### Working data ###
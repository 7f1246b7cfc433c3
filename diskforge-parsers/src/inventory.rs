use std::collections::HashMap;
use std::collections::HashSet;

use diskforge_types::DiskInventory;

use crate::blkid::parse_blkid_output;
use crate::lsblk::{build_disk_from_lsblk, parse_lsblk_json};

/// Assemble a `DiskInventory` from one `lsblk --json` snapshot plus the
/// auxiliary tool output needed to enrich it, per spec.md §4.2: "Parsers
/// return `(Inventory, non-fatal errors)`; they never fail hard." The
/// non-fatal errors are returned inline, in `DiskInventory::parse_errors`,
/// rather than as a separate tuple member, since that is where every
/// consumer (session report, CLI) already expects to find them.
///
/// `lsblk_json`/`blkid_output` are the raw tool output text; `mounts` and
/// `system_devices` are the already-resolved device maps (see
/// `parse_findmnt_json`/`parse_proc_mounts` and the backend's own
/// system-disk detection).
pub fn parse_inventory(
    lsblk_json: &str,
    blkid_output: &str,
    mounts: &HashMap<String, String>,
    system_devices: &HashSet<String>,
) -> DiskInventory {
    let mut inventory = DiskInventory::new("linux");
    let mut errors = Vec::new();

    let blkid_info = parse_blkid_output(blkid_output);
    let blocks = parse_lsblk_json(lsblk_json);

    if blocks.is_empty() && !lsblk_json.trim().is_empty() {
        errors.push("lsblk output did not parse as JSON or had no blockdevices".to_string());
    }

    inventory.disks = blocks
        .iter()
        .map(|block| build_disk_from_lsblk(block, &blkid_info, mounts, system_devices, &mut errors))
        .collect();

    inventory.parse_errors = errors;
    inventory
}
use std::collections::HashMap;
use std::fs;

/// Filesystem usage figures in bytes, as reported by `df`.
#[derive(Debug, Clone, Copy, PartialEq, Eq, Default)]
pub struct DfUsage {
    pub total_bytes: u64,
    pub used_bytes: u64,
    pub available_bytes: u64,
}

/// Parse `findmnt --json` output into a `device -> mountpoint` map.
/// Recurses into the nested `children` arrays findmnt reports for bind
/// mounts and submounts. Malformed JSON yields an empty map rather than
/// an error: mount discovery is advisory, not load-bearing.
pub fn parse_findmnt_json(output: &str) -> HashMap<String, String> {
    let mut result = HashMap::new();

    let Ok(parsed) = serde_json::from_str::<serde_json::Value>(output) else {
        return result;
    };

    fn walk(fs: &serde_json::Value, out: &mut HashMap<String, String>) {
        if let (Some(source), Some(target)) = (
            fs.get("source").and_then(|v| v.as_str()),
            fs.get("target").and_then(|v| v.as_str()),
        ) {
            if source.starts_with("/dev/") {
                out.insert(source.to_string(), target.to_string());
            }
        }
        if let Some(children) = fs.get("children").and_then(|v| v.as_array()) {
            for child in children {
                walk(child, out);
            }
        }
    }

    if let Some(filesystems) = parsed.get("filesystems").and_then(|v| v.as_array()) {
        for fs in filesystems {
            walk(fs, &mut result);
        }
    }

    result
}

/// Parse `/proc/mounts`, used as the fallback mount source when `findmnt`
/// is unavailable.
pub fn parse_proc_mounts_text(text: &str) -> HashMap<String, String> {
    let mut result = HashMap::new();
    for line in text.lines() {
        let mut parts = line.split_whitespace();
        let (Some(device), Some(target)) = (parts.next(), parts.next()) else {
            continue;
        };
        if device.starts_with("/dev/") {
            result.insert(device.to_string(), target.to_string());
        }
    }
    result
}

/// Read and parse `/proc/mounts` from the live system. Missing or
/// unreadable files yield an empty map.
pub fn parse_proc_mounts() -> HashMap<String, String> {
    match fs::read_to_string("/proc/mounts") {
        Ok(text) => parse_proc_mounts_text(&text),
        Err(_) => HashMap::new(),
    }
}

/// Parse `df`'s default (1K-block) tabular output into per-device usage.
pub fn parse_df_output(output: &str) -> HashMap<String, DfUsage> {
    let mut result = HashMap::new();
    let mut lines = output.trim().lines();
    lines.next(); // header

    for line in lines {
        let parts: Vec<&str> = line.split_whitespace().collect();
        if parts.len() < 6 || !parts[0].starts_with("/dev/") {
            continue;
        }
        let (Ok(total_kb), Ok(used_kb), Ok(avail_kb)) = (
            parts[1].parse::<u64>(),
            parts[2].parse::<u64>(),
            parts[3].parse::<u64>(),
        ) else {
            continue;
        };
        result.insert(
            parts[0].to_string(),
            DfUsage {
                total_bytes: total_kb * 1024,
                used_bytes: used_kb * 1024,
                available_bytes: avail_kb * 1024,
            },
        );
    }

    result
}

#[cfg(test)]
mod tests {
    use super::*;

    #[test]
    fn findmnt_recurses_into_children() {
        let output = serde_json::json!({
            "filesystems": [{
                "source": "/dev/sda1",
                "target": "/",
                "children": [{
                    "source": "/dev/sda2",
                    "target": "/boot"
                }]
            }]
        })
        .to_string();

        let mounts = parse_findmnt_json(&output);
        assert_eq!(mounts.get("/dev/sda1").map(String::as_str), Some("/"));
        assert_eq!(mounts.get("/dev/sda2").map(String::as_str), Some("/boot"));
    }

    #[test]
    fn findmnt_malformed_json_yields_empty_map() {
        assert!(parse_findmnt_json("not json").is_empty());
    }

    #[test]
    fn proc_mounts_skips_non_device_lines() {
        let text = "tmpfs /tmp tmpfs rw 0 0\n/dev/sda1 / ext4 rw 0 0\n";
        let mounts = parse_proc_mounts_text(text);
        assert_eq!(mounts.len(), 1);
        assert_eq!(mounts.get("/dev/sda1").map(String::as_str), Some("/"));
    }

    #[test]
    fn df_output_converts_1k_blocks_to_bytes() {
        let output = "Filesystem 1K-blocks Used Available Use% Mounted\n/dev/sda1 1000000 400000 600000 40% /\n";
        let usage = parse_df_output(output);
        let entry = usage.get("/dev/sda1").expect("entry present");
        assert_eq!(entry.total_bytes, 1_000_000 * 1024);
        assert_eq!(entry.used_bytes, 400_000 * 1024);
        assert_eq!(entry.available_bytes, 600_000 * 1024);
    }
}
###
## Brief:
Restate the data above word for word. Leave nothing out.

## Response area:
repository 7f1246b7cfc433c3
filename diskforge-parsers/src/inventory.rs
use std::collections::HashMap;
use std::collections::HashSet;

use diskforge_types::DiskInventory;

use crate::blkid::parse_blkid_output;
use crate::lsblk::{build_disk_from_lsblk, parse_lsblk_json};

/// Assemble a `DiskInventory` from one `lsblk --json` snapshot plus the
/// auxiliary tool output needed to enrich it, per spec.md §4.2: "Parsers
/// return `(Inventory, non-fatal errors)`; they never fail hard." The
/// non-fatal errors are returned inline, in `DiskInventory::parse_errors`,
/// rather than as a separate tuple member, since that is where every
/// consumer (session report, CLI) already expects to find them.
///
/// `lsblk_json`/`blkid_output` are the raw tool output text; `mounts` and
/// `system_devices` are the already-resolved device maps (see
/// `parse_findmnt_json`/`parse_proc_mounts` and the backend's own
/// system-disk detection).
pub fn parse_inventory(
    lsblk_json: &str,
    blkid_output: &str,
    mounts: &HashMap<String, String>,
    system_devices: &HashSet<String>,
) -> DiskInventory {
    let mut inventory = DiskInventory::new("linux");
    let mut errors = Vec::new();

    let blkid_info = parse_blkid_output(blkid_output);
    let blocks = parse_lsblk_json(lsblk_json);

    if blocks.is_empty() && !lsblk_json.trim().is_empty() {
        errors.push("lsblk output did not parse as JSON or had no blockdevices".to_string());
    }

    inventory.disks = blocks
        .iter()
        .map(|block| build_disk_from_lsblk(block, &blkid_info, mounts, system_devices, &mut errors))
        .collect();

    inventory.parse_errors = errors;
    inventory
}
use std::collections::HashMap;
use std::fs;

/// Filesystem usage figures in bytes, as reported by `df`.
#[derive(Debug, Clone, Copy, PartialEq, Eq, Default)]
pub struct DfUsage {
    pub total_bytes: u64,
    pub used_bytes: u64,
    pub available_bytes: u64,
}

/// Parse `findmnt --json` output into a `device -> mountpoint` map.
/// Recurses into the nested `children` arrays findmnt reports for bind
/// mounts and submounts. Malformed JSON yields an empty map rather than
/// an error: mount discovery is advisory, not load-bearing.
pub fn parse_findmnt_json(output: &str) -> HashMap<String, String> {
    let mut result = HashMap::new();

    let Ok(parsed) = serde_json::from_str::<serde_json::Value>(output) else {
        return result;
    };

    fn walk(fs: &serde_json::Value, out: &mut HashMap<String, String>) {
        if let (Some(source), Some(target)) = (
            fs.get("source").and_then(|v| v.as_str()),
            fs.get("target").and_then(|v| v.as_str()),
        ) {
            if source.starts_with("/dev/") {
                out.insert(source.to_string(), target.to_string());
            }
        }
        if let Some(children) = fs.get("children").and_then(|v| v.as_array()) {
            for child in children {
                walk(child, out);
            }
        }
    }

    if let Some(filesystems) = parsed.get("filesystems").and_then(|v| v.as_array()) {
        for fs in filesystems {
            walk(fs, &mut result);
        }
    }

    result
}

/// Parse `/proc/mounts`, used as the fallback mount source when `findmnt`
/// is unavailable.
pub fn parse_proc_mounts_text(text: &str) -> HashMap<String, String> {
    let mut result = HashMap::new();
    for line in text.lines() {
        let mut parts = line.split_whitespace();
        let (Some(device), Some(target)) = (parts.next(), parts.next()) else {
            continue;
        };
        if device.starts_with("/dev/") {
            result.insert(device.to_string(), target.to_string());
        }
    }
    result
}

/// Read and parse `/proc/mounts` from the live system. Missing or
/// unreadable files yield an empty map.
pub fn parse_proc_mounts() -> HashMap<String, String> {
    match fs::read_to_string("/proc/mounts") {
        Ok(text) => parse_proc_mounts_text(&text),
        Err(_) => HashMap::new(),
    }
}

/// Parse `df`'s default (1K-block) tabular output into per-device usage.
pub fn parse_df_output(output: &str) -> HashMap<String, DfUsage> {
    let mut result = HashMap::new();
    let mut lines = output.trim().lines();
    lines.next(); // header

    for line in lines {
        let parts: Vec<&str> = line.split_whitespace().collect();
        if parts.len() < 6 || !parts[0].starts_with("/dev/") {
            continue;
        }
        let (Ok(total_kb), Ok(used_kb), Ok(avail_kb)) = (
            parts[1].parse::<u64>(),
            parts[2].parse::<u64>(),
            parts[3].parse::<u64>(),
        ) else {
            continue;
        };
        result.insert(
            parts[0].to_string(),
            DfUsage {
                total_bytes: total_kb * 1024,
                used_bytes: used_kb * 1024,
                available_bytes: avail_kb * 1024,
            },
        );
    }

    result
}

#[cfg(test)]
mod tests {
    use super::*;

    #[test]
    fn findmnt_recurses_into_children() {
        let output = serde_json::json!({
            "filesystems": [{
                "source": "/dev/sda1",
                "target": "/",
                "children": [{
                    "source": "/dev/sda2",
                    "target": "/boot"
                }]
            }]
        })
        .to_string();

        let mounts = parse_findmnt_json(&output);
        assert_eq!(mounts.get("/dev/sda1").map(String::as_str), Some("/"));
        assert_eq!(mounts.get("/dev/sda2").map(String::as_str), Some("/boot"));
    }

    #[test]
    fn findmnt_malformed_json_yields_empty_map() {
        assert!(parse_findmnt_json("not json").is_empty());
    }

    #[test]
    fn proc_mounts_skips_non_device_lines() {
        let text = "tmpfs /tmp tmpfs rw 0 0\n/dev/sda1 / ext4 rw 0 0\n";
        let mounts = parse_proc_mounts_text(text);
        assert_eq!(mounts.len(), 1);
        assert_eq!(mounts.get("/dev/sda1").map(String::as_str), Some("/"));
    }

    #[test]
    fn df_output_converts_1k_blocks_to_bytes() {
        let output = "Filesystem 1K-blocks Used Available Use% Mounted\n/dev/sda1 1000000 400000 600000 40% /\n";
        let usage = parse_df_output(output);
        let entry = usage.get("/dev/sda1").expect("entry present");
        assert_eq!(entry.total_bytes, 1_000_000 * 1024);
        assert_eq!(entry.used_bytes, 400_000 * 1024);
        assert_eq!(entry.available_bytes, 600_000 * 1024);
    }
}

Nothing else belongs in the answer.